One win separated the three teams atop the North last season. It would hardly be crazy to suggest we didn’t learn enough about the Steelers, Bengals, and Ravens from a 16-game sample to definitively say one team was better than the other two, especially given how they played against one another. The Bengals swept the Ravens, but the Steelers swept the Bengals, while the Ravens and Steelers split their two regular-season matchups before the Ravens came away with the duke in January.

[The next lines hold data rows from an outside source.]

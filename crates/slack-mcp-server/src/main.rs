use anyhow::{Context, Result};
use rmcp::ServiceExt;
use slack_gateway::SlackGateway;
use slack_mcp_server::{Config, SlackMcpServer};
use tracing::level_filters::LevelFilter;
use tracing_subscriber::EnvFilter;

#[tokio::main]
async fn main() {
    init_tracing();
    if let Err(error) = run().await {
        eprintln!("Error: {error:#}");
        std::process::exit(1);
    }
}

async fn run() -> Result<()> {
    let config = Config::from_env()?;
    let gateway = SlackGateway::new(config.bot_token, config.team_id)
        .context("failed to construct slack gateway")?;

    // Fail fast on bad credentials before the transport opens.
    let auth = gateway
        .get_auth_info()
        .await
        .context("Unable to authenticate with Slack. Please check your token.")?;
    tracing::info!(
        user_id = %auth.user_id,
        team_id = %auth.team_id,
        "connected to slack"
    );

    let server = SlackMcpServer::new(gateway);
    let service = server
        .serve((tokio::io::stdin(), tokio::io::stdout()))
        .await
        .context("failed to start MCP server on stdio")?;
    tracing::info!("slack mcp server running on stdio transport");

    tokio::select! {
        result = service.waiting() => {
            result.context("mcp service terminated abnormally")?;
        }
        _ = shutdown_signal() => {
            tracing::info!("shutting down slack mcp server");
        }
    }
    Ok(())
}

/// stdout carries MCP framing, so diagnostics go to stderr only.
fn init_tracing() {
    let env_filter = EnvFilter::builder()
        .with_default_directive(LevelFilter::INFO.into())
        .from_env_lossy();
    tracing_subscriber::fmt()
        .with_env_filter(env_filter)
        .with_target(false)
        .with_writer(std::io::stderr)
        .compact()
        .init();
}

async fn shutdown_signal() {
    #[cfg(unix)]
    {
        use tokio::signal::unix::{signal, SignalKind};
        let mut sigterm = match signal(SignalKind::terminate()) {
            Ok(sigterm) => sigterm,
            Err(error) => {
                tracing::warn!(%error, "failed to install sigterm handler");
                let _ = tokio::signal::ctrl_c().await;
                return;
            }
        };
        tokio::select! {
            _ = tokio::signal::ctrl_c() => {}
            _ = sigterm.recv() => {}
        }
    }
    #[cfg(not(unix))]
    {
        let _ = tokio::signal::ctrl_c().await;
    }
}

If we get to their point differentials, though, things change a bit. We know point differential is a better indicator of future win-loss record than prior win-loss record is, and that’s where the case for the Ravens begins:
The Pythagorean expectation suggests the Ravens were notably better than both the Steelers and Bengals on a play-by-play basis last season, outplaying the Steelers by more than one win and the Bengals by more than two full wins. Some of that owes to the 48-17 trouncing the Ravens put on the lowly Bucs, but we know that blowing out bad teams tends to be a better positive indicator than it might seem, and the Ravens had a number of comfortable wins over tough competition. They beat the Steelers by 20 points in Week 2, the Panthers by 28 points in Week 4, and the Dolphins by 15 in Week 14.
Historically, teams that outperform their Pythagorean expectation decline the following year, while teams that underperform take a leap forward. Since 1989, this is how roughly similar teams to our three AFC North brethren performed the following year:
Typically, when we think of a team that outperforms its point differential, we think of one with an impressive record in games decided by one score or less. That isn’t really the case with the Steelers, who went 4-3 in seven-point games, albeit with a pair of eight-point wins that leave them awful close to setting off warning bells.2
The Bengals have no such qualms about trying to stay quiet; their 2014 performance is setting off all the alarms. The only team to outperform their point differential by a larger amount last year was the Cardinals, who may have some sort of mystic Bruce Arians thing going on where he controls the tides with his Kangol. That’s not usually been the case with the Bengals in recent years, who were within a half-win of their point differential in 2011, 2012, and 2013. The last time there was a gross difference between the two is when a 4-12 Bengals team underperformed their 6.1-win point differential in 2010, and Cincinnati responded to that by following what the numbers suggested and taking a leap forward to 9-7 in 2011.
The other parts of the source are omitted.